La tentative d’élever Dutton s’inscrit dans un effort continu, soutenu par des sections de la classe dirigeante et des médias appartenant à Rupert Murdoch, afin de transformer le Parti libéral en un mouvement d’extrême droite de style Trump. L’aile Dutton, qui comprend l’ancien Premier ministre Tony Abbott, a pour but de désorienter une partie de la population par le nationalisme et une xénophobie anti-immigrants, tout en essayant de soutenir le militarisme américano-australien contre la Chine et la répression policière contre la classe ouvrière.

En termes généraux, l’extrême droite en Australie similaire au mouvement de Trump aux États-Unis et à l’éventail des partis d’extrême droite et néo-fascistes qui ont pris de l’importance en Europe.

D’autres sections de la classe dirigeante, personnifiées par Turnbull, un ancien banquier d’affaires millionnaire, craignent les conséquences potentiellement désastreuses pour le pouvoir capitaliste d’opérer un tel changement. Elles s’inquiètent du fait que le programme de division et de racisme de l’extrême droite ne fera que radicaliser les travailleurs et les jeunes, qui se dirigent déjà vers la gauche en s’opposant au fossé toujours grandissant entre les super-riches et la classe ouvrière.

Turnbull a déclaré lors d’une conférence de presse hier que le coup contre lui était « un effort très délibéré pour pousser le Parti libéral plus à droite ». Il est allé plus loin en déclarant : « La réalité est qu’une minorité dans la chambre de parlement a tenté d’intimider les autres pour qu’ils opèrent ce changement de direction qu’ils recherchent ».

Les organes de presse bourgeois ont interprété ces propos comme une référence aux voix résolument conservatrices dans les médias de Murdoch, y compris Sky TV et la Radio 2GB de Sydney, qui s’exprimaient contre Turnbull. Toutefois, il se peut fort bien qu’il se soit référé indirectement aux interventions de Washington ou des services de renseignement australiens.

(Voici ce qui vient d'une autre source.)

use serde::{Deserialize, Deserializer, Serialize};
use std::collections::BTreeMap;
use std::fmt;

// Request/Response types for the tunnel service API

#[derive(Debug, Clone, Serialize)]
pub struct LoginRequest {
    pub password: String,
}

/// Transport protocol of a port-forwarding tunnel.
#[derive(Debug, Clone, Copy, PartialEq, Eq, Default, Serialize, Deserialize)]
#[serde(rename_all = "UPPERCASE")]
pub enum TunnelProtocol {
    #[default]
    Tcp,
    Udp,
}

impl TunnelProtocol {
    pub fn parse(value: &str) -> Option<Self> {
        match value.trim().to_ascii_lowercase().as_str() {
            "tcp" => Some(Self::Tcp),
            "udp" => Some(Self::Udp),
            _ => None,
        }
    }
}

impl fmt::Display for TunnelProtocol {
    fn fmt(&self, f: &mut fmt::Formatter<'_>) -> fmt::Result {
        match self {
            Self::Tcp => write!(f, "TCP"),
            Self::Udp => write!(f, "UDP"),
        }
    }
}

// Ports travel as strings so a range like "8000-8010" can be requested
#[derive(Debug, Clone, PartialEq, Eq, Serialize)]
pub struct CreateTunnelRequest {
    pub public_port: String,
    pub local_port: String,
    pub protocol: TunnelProtocol,
}

#[derive(Debug, Clone, PartialEq, Eq, Serialize)]
pub struct EditTunnelRequest {
    pub public_port: u16,
    pub local_port: u16,
}

#[derive(Debug, Clone, PartialEq, Eq, Serialize)]
#[serde(untagged)]
pub enum DeleteTunnelRequest {
    Single { public_port: u16 },
    Batch { public_ports: Vec<u16> },
}

impl DeleteTunnelRequest {
    pub fn len(&self) -> usize {
        match self {
            Self::Single { .. } => 1,
            Self::Batch { public_ports } => public_ports.len(),
        }
    }

    pub fn is_empty(&self) -> bool {
        self.len() == 0
    }
}

/// TLS handling for a domain mapping.
#[derive(Debug, Clone, Copy, PartialEq, Eq, Default, Serialize)]
#[serde(rename_all = "lowercase")]
pub enum DomainMode {
    #[default]
    Auto,
    Http,
    Https,
}

impl DomainMode {
    pub fn parse(value: &str) -> Option<Self> {
        match value.trim().to_ascii_lowercase().as_str() {
            "auto" => Some(Self::Auto),
            "http" => Some(Self::Http),
            "https" => Some(Self::Https),
            _ => None,
        }
    }

    pub fn label(&self) -> &'static str {
        match self {
            Self::Auto => "AUTO",
            Self::Http => "HTTP",
            Self::Https => "HTTPS",
        }
    }
}

/// A hostname mapped onto a tunnel's public port.
#[derive(Debug, Clone, Copy, PartialEq, Eq, Serialize, Deserialize)]
#[serde(from = "WireDomainBinding")]
pub struct DomainBinding {
    pub public_port: u16,
    pub mode: DomainMode,
}

// Older services report a bare port number, newer ones a record
#[derive(Deserialize)]
#[serde(untagged)]
enum WireDomainBinding {
    Port(u16),
    Entry {
        public_port: u16,
        #[serde(default)]
        mode: Option<String>,
    },
}

impl From<WireDomainBinding> for DomainBinding {
    fn from(wire: WireDomainBinding) -> Self {
        match wire {
            WireDomainBinding::Port(public_port) => Self {
                public_port,
                mode: DomainMode::Auto,
            },
            WireDomainBinding::Entry { public_port, mode } => Self {
                public_port,
                mode: mode
                    .as_deref()
                    .and_then(DomainMode::parse)
                    .unwrap_or_default(),
            },
        }
    }
}

#[derive(Debug, Clone, PartialEq, Eq, Serialize)]
pub struct CreateDomainRequest {
    pub domain: String,
    pub public_port: u16,
    pub mode: DomainMode,
    #[serde(skip_serializing_if = "Option::is_none")]
    pub auth_user: Option<String>,
    #[serde(skip_serializing_if = "Option::is_none")]
    pub auth_pass: Option<String>,
    #[serde(skip_serializing_if = "Option::is_none")]
    pub rate_limit: Option<u32>,
    #[serde(skip_serializing_if = "std::ops::Not::not")]
    pub smart_shield: bool,
}

#[derive(Debug, Clone, PartialEq, Eq, Serialize)]
pub struct DeleteDomainRequest {
    pub domain: String,
}

#[derive(Debug, Clone, Copy, Default, PartialEq, Eq, Serialize, Deserialize)]
pub struct StatsPayload {
    #[serde(default)]
    pub bytes_up: u64,
    #[serde(default)]
    pub bytes_down: u64,
    #[serde(default)]
    pub latency_ms: i64,
}

#[derive(Debug, Clone, Default, PartialEq, Deserialize)]
pub struct StatusPayload {
    #[serde(default)]
    pub connected: bool,
    #[serde(default, deserialize_with = "null_as_default")]
    pub tunnels: BTreeMap<u16, u16>,
    #[serde(default, deserialize_with = "null_as_default")]
    pub domains: BTreeMap<String, DomainBinding>,
    #[serde(default)]
    pub uptime: f64,
    #[serde(default)]
    pub server_addr: String,
    #[serde(default)]
    pub stats: Option<StatsPayload>,
}

/// One captured request/response pair from the traffic inspector.
#[derive(Debug, Clone, PartialEq, Serialize, Deserialize)]
pub struct InspectLogEntry {
    pub id: String,
    #[serde(default)]
    pub timestamp: i64,
    #[serde(default)]
    pub method: String,
    #[serde(default)]
    pub url: String,
    #[serde(default)]
    pub status: u16,
    #[serde(default)]
    pub duration_ms: i64,
    #[serde(default)]
    pub client_ip: String,
    #[serde(default)]
    pub public_port: u16,
    #[serde(default, deserialize_with = "null_as_default")]
    pub req_headers: BTreeMap<String, String>,
    #[serde(default)]
    pub req_body: Option<String>,
    #[serde(default, deserialize_with = "null_as_default")]
    pub res_headers: BTreeMap<String, String>,
    #[serde(default)]
    pub res_body: Option<String>,
}

#[derive(Debug, Clone, PartialEq, Eq, Serialize)]
pub struct ReplayRequest {
    pub id: String,
}

#[derive(Debug, Clone, PartialEq, Eq, Deserialize)]
pub struct ReplayResponse {
    #[serde(default)]
    pub status: String,
    #[serde(default)]
    pub status_code: u16,
    #[serde(default)]
    pub replayed_to: String,
}

fn null_as_default<'de, D, T>(deserializer: D) -> Result<T, D::Error>
where
    D: Deserializer<'de>,
    T: Default + Deserialize<'de>,
{
    Ok(Option::<T>::deserialize(deserializer)?.unwrap_or_default())
}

Parmi les meneurs de l’attaque contre Turnbull figurent des personnes étroitement associées aux forces militaires et de renseignement liées aux États-Unis, telles que les anciens commandants militaires, le sénateur Jim Molan et Andrew Hastie, Président de la Commission parlementaire du renseignement. Ces deux dernières années, une succession de personnalités de l’élite dirigeante américaine, dont l’ancien directeur du renseignement national, James Clapper, l’ancienne candidate à la présidence Hillary Clinton et le vice-président américain Mike Pence, ont insisté pour que Canberra reste totalement attachée à Washington et sa confrontation géostratégique avec la Chine.

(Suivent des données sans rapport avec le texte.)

pub mod format;
pub mod validation;

pub use format::{format_bytes, format_rate, format_uptime};
pub mod app;
pub mod clock;
pub mod status;

pub use app::{AppState, DashboardSnapshot};
pub use clock::{Clock, SystemClock};
pub use status::{ActiveView, SessionState, Status, TrafficStats};
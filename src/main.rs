fn main() {
    if let Err(e) = tunnelcow_dashboard::run() {
        eprintln!("tunnelcow-dashboard: {:#}", e);
        std::process::exit(1);
    }
}
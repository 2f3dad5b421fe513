// Dashboard configuration: YAML file under the user config directory,
// with environment overrides for the service address and password.

use crate::api::client::{DEFAULT_API_BASE, REQUEST_TIMEOUT_SECS};
use crate::dashboard::inspector::DEFAULT_BODY_PREVIEW_CHARS;
use crate::dashboard::rate::DEFAULT_SAMPLE_CAPACITY;
use crate::dashboard::toasts::ToastTimings;
use anyhow::{bail, Context, Result};
use serde::{Deserialize, Serialize};
use std::path::{Path, PathBuf};
use std::time::Duration;

pub const CONFIG_FILE_NAME: &str = "dashboard.yaml";
pub const ENV_API_BASE: &str = "TUNNELCOW_API_BASE";
pub const ENV_PASSWORD: &str = "TUNNELCOW_PASSWORD";

#[derive(Debug, Clone, PartialEq, Serialize, Deserialize)]
#[serde(default)]
pub struct DashboardConfig {
    pub api_base: String,
    pub request_timeout_secs: u64,
    pub poll_interval_ms: u64,
    pub sample_capacity: usize,
    /// Attach a sequence number to each poll and drop completions that
    /// settle after a newer one was applied.
    pub discard_stale_polls: bool,
    #[serde(skip_serializing_if = "Option::is_none")]
    pub password: Option<String>,
    pub bulk: BulkConfig,
    pub toasts: ToastConfig,
    pub inspector: InspectorConfig,
}

#[derive(Debug, Clone, PartialEq, Serialize, Deserialize)]
#[serde(default)]
pub struct BulkConfig {
    pub chunk_size: usize,
    pub pacing_ms: u64,
    pub teardown_ms: u64,
}

#[derive(Debug, Clone, PartialEq, Serialize, Deserialize)]
#[serde(default)]
pub struct ToastConfig {
    pub enter_ms: u64,
    pub lifetime_ms: u64,
    pub exit_ms: u64,
    pub sweep_interval_ms: u64,
}

#[derive(Debug, Clone, PartialEq, Serialize, Deserialize)]
#[serde(default)]
pub struct InspectorConfig {
    pub body_preview_chars: usize,
}

impl Default for DashboardConfig {
    fn default() -> Self {
        Self {
            api_base: DEFAULT_API_BASE.to_string(),
            request_timeout_secs: REQUEST_TIMEOUT_SECS,
            poll_interval_ms: 1_000,
            sample_capacity: DEFAULT_SAMPLE_CAPACITY,
            discard_stale_polls: false,
            password: None,
            bulk: BulkConfig::default(),
            toasts: ToastConfig::default(),
            inspector: InspectorConfig::default(),
        }
    }
}

impl Default for BulkConfig {
    fn default() -> Self {
        Self {
            chunk_size: 50,
            pacing_ms: 50,
            teardown_ms: 500,
        }
    }
}

impl Default for ToastConfig {
    fn default() -> Self {
        Self {
            enter_ms: 10,
            lifetime_ms: 5_000,
            exit_ms: 400,
            sweep_interval_ms: 50,
        }
    }
}

impl Default for InspectorConfig {
    fn default() -> Self {
        Self {
            body_preview_chars: DEFAULT_BODY_PREVIEW_CHARS,
        }
    }
}

impl DashboardConfig {
    pub fn default_path() -> PathBuf {
        dirs::config_dir()
            .unwrap_or_else(|| PathBuf::from("."))
            .join("tunnelcow")
            .join(CONFIG_FILE_NAME)
    }

    /// Load from `path` (or the default location), apply environment
    /// overrides and validate. A missing file means defaults.
    pub fn load(path: Option<&Path>) -> Result<Self> {
        let path = path.map(Path::to_path_buf).unwrap_or_else(Self::default_path);

        let mut config = if path.exists() {
            let content = std::fs::read_to_string(&path)
                .with_context(|| format!("Failed to read {}", path.display()))?;
            let config: Self = serde_yaml::from_str(&content)
                .with_context(|| format!("Failed to parse {}", path.display()))?;
            log::info!("[config] loaded from {}", path.display());
            config
        } else {
            log::info!("[config] no config file at {}, using defaults", path.display());
            Self::default()
        };

        config.apply_overrides(|key| std::env::var(key).ok());
        config.validate()?;
        Ok(config)
    }

    pub fn apply_overrides<F>(&mut self, lookup: F)
    where
        F: Fn(&str) -> Option<String>,
    {
        if let Some(api_base) = lookup(ENV_API_BASE).filter(|value| !value.trim().is_empty()) {
            self.api_base = api_base.trim().to_string();
        }
        if let Some(password) = lookup(ENV_PASSWORD).filter(|value| !value.is_empty()) {
            self.password = Some(password);
        }
    }

    pub fn validate(&self) -> Result<()> {
        let url = url::Url::parse(&self.api_base)
            .with_context(|| format!("Invalid api_base '{}'", self.api_base))?;
        if !matches!(url.scheme(), "http" | "https") {
            bail!("api_base must be an http(s) URL, got '{}'", self.api_base);
        }
        if self.bulk.chunk_size == 0 {
            bail!("bulk.chunk_size must be at least 1");
        }
        if self.sample_capacity == 0 {
            bail!("sample_capacity must be at least 1");
        }
        if self.poll_interval_ms == 0 || self.toasts.sweep_interval_ms == 0 {
            bail!("poll and sweep intervals must be non-zero");
        }
        for (name, value) in [
            ("toasts.enter_ms", self.toasts.enter_ms),
            ("toasts.lifetime_ms", self.toasts.lifetime_ms),
            ("toasts.exit_ms", self.toasts.exit_ms),
        ] {
            if i64::try_from(value).is_err() {
                bail!("{} is out of range: {}", name, value);
            }
        }
        Ok(())
    }

    pub fn request_timeout(&self) -> Duration {
        Duration::from_secs(self.request_timeout_secs)
    }

    pub fn poll_interval(&self) -> Duration {
        Duration::from_millis(self.poll_interval_ms)
    }

    pub fn sweep_interval(&self) -> Duration {
        Duration::from_millis(self.toasts.sweep_interval_ms)
    }

    pub fn toast_timings(&self) -> ToastTimings {
        ToastTimings {
            enter_ms: saturating_millis(self.toasts.enter_ms),
            lifetime_ms: saturating_millis(self.toasts.lifetime_ms),
            exit_ms: saturating_millis(self.toasts.exit_ms),
        }
    }
}

fn saturating_millis(value: u64) -> i64 {
    i64::try_from(value).unwrap_or(i64::MAX)
}

impl BulkConfig {
    pub fn pacing(&self) -> Duration {
        Duration::from_millis(self.pacing_ms)
    }

    pub fn teardown(&self) -> Duration {
        Duration::from_millis(self.teardown_ms)
    }
}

Depuis son entrée en fonction en 2015, Turnbull a tout mis en œuvre pour assurer, d’abord la Maison-Blanche d’Obama et ensuite de Trump, sa fidélité à l’alliance militaire et de sécurité américaine sur laquelle s’appuie l’élite dirigeante australienne depuis la Seconde Guerre mondiale. Il a dû le faire, car en 2011, alors qu’il était dans l’opposition, il a accusé le gouvernement travailliste de l’ancienne Première ministre Julia Gillard d’avoir trop adhéré au « pivot » militaire et stratégique d’Obama pour affronter la Chine en acceptant l’installation d’une base des marines des États-Unis à Darwin, Australie.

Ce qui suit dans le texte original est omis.